[The problem] In the entries below, the lines from the one with "the per-region cap" through the one with "lookups per region." are to be copied exactly; both ends count.

[Collected data entries]
==========
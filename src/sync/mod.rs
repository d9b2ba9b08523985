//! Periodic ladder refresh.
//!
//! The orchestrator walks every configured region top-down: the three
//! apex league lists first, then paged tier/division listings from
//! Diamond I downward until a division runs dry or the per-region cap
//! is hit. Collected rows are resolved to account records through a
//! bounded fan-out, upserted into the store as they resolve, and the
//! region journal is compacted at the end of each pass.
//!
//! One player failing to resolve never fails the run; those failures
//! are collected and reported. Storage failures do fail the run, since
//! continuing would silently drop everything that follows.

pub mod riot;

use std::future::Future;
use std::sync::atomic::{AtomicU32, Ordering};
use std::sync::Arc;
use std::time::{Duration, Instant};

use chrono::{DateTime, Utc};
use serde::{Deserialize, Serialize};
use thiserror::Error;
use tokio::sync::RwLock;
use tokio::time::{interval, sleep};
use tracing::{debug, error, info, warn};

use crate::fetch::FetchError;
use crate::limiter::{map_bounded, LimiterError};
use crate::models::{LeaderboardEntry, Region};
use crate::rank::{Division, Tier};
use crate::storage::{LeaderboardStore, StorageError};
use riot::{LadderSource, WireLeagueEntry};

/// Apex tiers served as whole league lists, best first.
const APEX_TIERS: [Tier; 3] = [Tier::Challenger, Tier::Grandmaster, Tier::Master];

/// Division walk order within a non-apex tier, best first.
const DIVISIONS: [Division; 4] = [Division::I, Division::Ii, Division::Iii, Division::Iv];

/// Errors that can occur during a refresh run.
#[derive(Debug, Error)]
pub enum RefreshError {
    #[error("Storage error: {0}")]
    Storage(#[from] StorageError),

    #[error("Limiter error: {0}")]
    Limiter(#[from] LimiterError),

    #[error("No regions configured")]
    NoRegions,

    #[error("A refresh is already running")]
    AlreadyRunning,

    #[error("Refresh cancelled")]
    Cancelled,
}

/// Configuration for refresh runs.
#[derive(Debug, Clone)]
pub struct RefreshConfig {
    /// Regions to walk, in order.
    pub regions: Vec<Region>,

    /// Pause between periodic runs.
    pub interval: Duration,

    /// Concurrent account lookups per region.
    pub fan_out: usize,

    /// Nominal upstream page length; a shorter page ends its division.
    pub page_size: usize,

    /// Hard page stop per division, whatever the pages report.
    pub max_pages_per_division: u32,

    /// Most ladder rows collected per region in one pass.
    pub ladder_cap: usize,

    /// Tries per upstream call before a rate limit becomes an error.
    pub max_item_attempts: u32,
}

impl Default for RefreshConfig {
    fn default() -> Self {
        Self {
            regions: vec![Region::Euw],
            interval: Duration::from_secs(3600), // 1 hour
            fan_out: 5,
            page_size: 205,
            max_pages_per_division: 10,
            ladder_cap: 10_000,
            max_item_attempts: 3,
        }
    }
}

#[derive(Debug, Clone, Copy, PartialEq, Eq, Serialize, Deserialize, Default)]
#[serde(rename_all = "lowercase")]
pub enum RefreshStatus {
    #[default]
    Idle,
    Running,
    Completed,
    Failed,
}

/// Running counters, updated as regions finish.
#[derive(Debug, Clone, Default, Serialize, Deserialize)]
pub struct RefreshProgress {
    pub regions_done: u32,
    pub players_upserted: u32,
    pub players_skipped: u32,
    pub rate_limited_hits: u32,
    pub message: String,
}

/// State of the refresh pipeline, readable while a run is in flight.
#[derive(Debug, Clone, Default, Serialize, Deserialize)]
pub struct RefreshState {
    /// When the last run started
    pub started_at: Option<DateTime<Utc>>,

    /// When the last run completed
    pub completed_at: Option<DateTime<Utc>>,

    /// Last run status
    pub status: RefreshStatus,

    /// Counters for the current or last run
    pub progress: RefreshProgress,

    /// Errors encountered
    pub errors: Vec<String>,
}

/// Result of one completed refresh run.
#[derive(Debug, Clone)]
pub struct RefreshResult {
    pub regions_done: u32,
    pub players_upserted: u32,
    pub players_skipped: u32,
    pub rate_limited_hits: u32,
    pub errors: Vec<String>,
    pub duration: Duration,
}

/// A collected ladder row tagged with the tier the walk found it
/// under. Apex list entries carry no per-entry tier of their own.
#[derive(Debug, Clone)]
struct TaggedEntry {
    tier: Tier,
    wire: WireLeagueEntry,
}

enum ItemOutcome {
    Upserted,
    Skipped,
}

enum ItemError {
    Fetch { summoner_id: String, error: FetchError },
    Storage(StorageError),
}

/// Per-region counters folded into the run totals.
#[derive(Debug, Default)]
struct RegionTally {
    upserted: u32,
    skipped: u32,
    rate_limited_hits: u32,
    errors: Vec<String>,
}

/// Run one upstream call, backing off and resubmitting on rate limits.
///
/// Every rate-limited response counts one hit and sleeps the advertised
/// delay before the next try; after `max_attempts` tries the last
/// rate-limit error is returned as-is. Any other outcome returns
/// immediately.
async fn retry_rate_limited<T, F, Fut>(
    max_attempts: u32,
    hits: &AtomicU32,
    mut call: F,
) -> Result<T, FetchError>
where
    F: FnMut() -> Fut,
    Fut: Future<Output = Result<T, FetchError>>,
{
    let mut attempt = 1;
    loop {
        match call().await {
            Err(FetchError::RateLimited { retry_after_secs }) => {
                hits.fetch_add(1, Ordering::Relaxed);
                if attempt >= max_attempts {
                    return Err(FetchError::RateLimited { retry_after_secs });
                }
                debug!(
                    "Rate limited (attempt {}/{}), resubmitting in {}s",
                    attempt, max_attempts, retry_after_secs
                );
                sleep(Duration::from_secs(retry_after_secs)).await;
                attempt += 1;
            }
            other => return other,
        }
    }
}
==========
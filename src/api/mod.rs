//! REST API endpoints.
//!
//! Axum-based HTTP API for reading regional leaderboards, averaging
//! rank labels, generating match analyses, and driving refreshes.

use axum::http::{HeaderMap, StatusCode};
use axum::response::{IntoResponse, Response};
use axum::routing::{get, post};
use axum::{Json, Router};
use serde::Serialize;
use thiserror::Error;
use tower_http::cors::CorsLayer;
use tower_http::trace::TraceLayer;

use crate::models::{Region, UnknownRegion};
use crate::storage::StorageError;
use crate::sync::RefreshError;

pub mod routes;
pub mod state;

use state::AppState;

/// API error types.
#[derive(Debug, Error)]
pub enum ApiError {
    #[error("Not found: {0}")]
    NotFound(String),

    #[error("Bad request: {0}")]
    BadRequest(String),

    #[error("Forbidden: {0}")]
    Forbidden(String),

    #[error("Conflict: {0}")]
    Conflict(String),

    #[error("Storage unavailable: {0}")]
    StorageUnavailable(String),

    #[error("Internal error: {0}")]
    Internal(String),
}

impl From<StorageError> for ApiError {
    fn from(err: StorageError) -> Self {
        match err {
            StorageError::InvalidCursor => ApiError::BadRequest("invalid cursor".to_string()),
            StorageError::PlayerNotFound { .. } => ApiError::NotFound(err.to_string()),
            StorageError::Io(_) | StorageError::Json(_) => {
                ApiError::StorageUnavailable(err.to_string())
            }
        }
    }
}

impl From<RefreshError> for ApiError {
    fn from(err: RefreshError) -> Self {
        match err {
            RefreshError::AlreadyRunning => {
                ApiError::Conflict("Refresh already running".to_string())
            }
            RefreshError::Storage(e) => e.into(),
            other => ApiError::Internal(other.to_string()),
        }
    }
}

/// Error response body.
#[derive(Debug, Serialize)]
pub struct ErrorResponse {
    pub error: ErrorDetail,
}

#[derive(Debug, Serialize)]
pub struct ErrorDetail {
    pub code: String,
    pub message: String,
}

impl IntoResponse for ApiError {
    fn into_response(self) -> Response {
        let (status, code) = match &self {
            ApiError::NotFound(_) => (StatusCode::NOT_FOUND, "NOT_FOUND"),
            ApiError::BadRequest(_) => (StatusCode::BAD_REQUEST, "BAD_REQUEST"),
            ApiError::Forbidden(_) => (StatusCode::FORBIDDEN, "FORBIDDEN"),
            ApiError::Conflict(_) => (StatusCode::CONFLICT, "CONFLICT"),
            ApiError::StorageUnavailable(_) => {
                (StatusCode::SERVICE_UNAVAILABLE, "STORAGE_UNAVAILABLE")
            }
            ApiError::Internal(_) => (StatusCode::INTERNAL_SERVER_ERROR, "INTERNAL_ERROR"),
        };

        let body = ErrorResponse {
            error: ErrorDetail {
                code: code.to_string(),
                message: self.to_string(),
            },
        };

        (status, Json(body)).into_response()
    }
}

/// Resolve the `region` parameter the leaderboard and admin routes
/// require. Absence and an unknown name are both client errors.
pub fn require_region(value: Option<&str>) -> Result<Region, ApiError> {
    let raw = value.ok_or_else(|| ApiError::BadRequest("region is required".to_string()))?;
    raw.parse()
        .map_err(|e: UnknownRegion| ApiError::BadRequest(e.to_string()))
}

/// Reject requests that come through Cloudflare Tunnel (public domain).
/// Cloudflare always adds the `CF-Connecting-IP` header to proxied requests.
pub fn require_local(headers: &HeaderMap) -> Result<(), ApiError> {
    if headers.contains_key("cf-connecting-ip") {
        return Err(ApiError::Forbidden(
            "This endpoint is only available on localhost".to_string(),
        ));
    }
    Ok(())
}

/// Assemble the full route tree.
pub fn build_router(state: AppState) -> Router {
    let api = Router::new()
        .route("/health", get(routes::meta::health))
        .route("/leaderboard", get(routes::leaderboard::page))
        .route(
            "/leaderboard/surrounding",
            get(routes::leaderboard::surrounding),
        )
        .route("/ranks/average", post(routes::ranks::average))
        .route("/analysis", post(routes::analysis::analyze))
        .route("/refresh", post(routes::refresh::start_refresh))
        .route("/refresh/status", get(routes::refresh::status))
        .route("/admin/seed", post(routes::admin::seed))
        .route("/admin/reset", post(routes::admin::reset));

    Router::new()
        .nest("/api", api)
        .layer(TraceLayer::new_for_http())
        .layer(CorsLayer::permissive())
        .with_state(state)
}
==========
[Result for this task]
//! Diamond I downward until a division runs dry or the per-region cap
//! is hit. Collected rows are resolved to account records through a
//! bounded fan-out, upserted into the store as they resolve, and the
//! region journal is compacted at the end of each pass.
//!
//! One player failing to resolve never fails the run; those failures
//! are collected and reported. Storage failures do fail the run, since
//! continuing would silently drop everything that follows.

pub mod riot;

use std::future::Future;
use std::sync::atomic::{AtomicU32, Ordering};
use std::sync::Arc;
use std::time::{Duration, Instant};

use chrono::{DateTime, Utc};
use serde::{Deserialize, Serialize};
use thiserror::Error;
use tokio::sync::RwLock;
use tokio::time::{interval, sleep};
use tracing::{debug, error, info, warn};

use crate::fetch::FetchError;
use crate::limiter::{map_bounded, LimiterError};
use crate::models::{LeaderboardEntry, Region};
use crate::rank::{Division, Tier};
use crate::storage::{LeaderboardStore, StorageError};
use riot::{LadderSource, WireLeagueEntry};

/// Apex tiers served as whole league lists, best first.
const APEX_TIERS: [Tier; 3] = [Tier::Challenger, Tier::Grandmaster, Tier::Master];

/// Division walk order within a non-apex tier, best first.
const DIVISIONS: [Division; 4] = [Division::I, Division::Ii, Division::Iii, Division::Iv];

/// Errors that can occur during a refresh run.
#[derive(Debug, Error)]
pub enum RefreshError {
    #[error("Storage error: {0}")]
    Storage(#[from] StorageError),

    #[error("Limiter error: {0}")]
    Limiter(#[from] LimiterError),

    #[error("No regions configured")]
    NoRegions,

    #[error("A refresh is already running")]
    AlreadyRunning,

    #[error("Refresh cancelled")]
    Cancelled,
}

/// Configuration for refresh runs.
#[derive(Debug, Clone)]
pub struct RefreshConfig {
    /// Regions to walk, in order.
    pub regions: Vec<Region>,

    /// Pause between periodic runs.
    pub interval: Duration,

    /// Concurrent account lookups per region.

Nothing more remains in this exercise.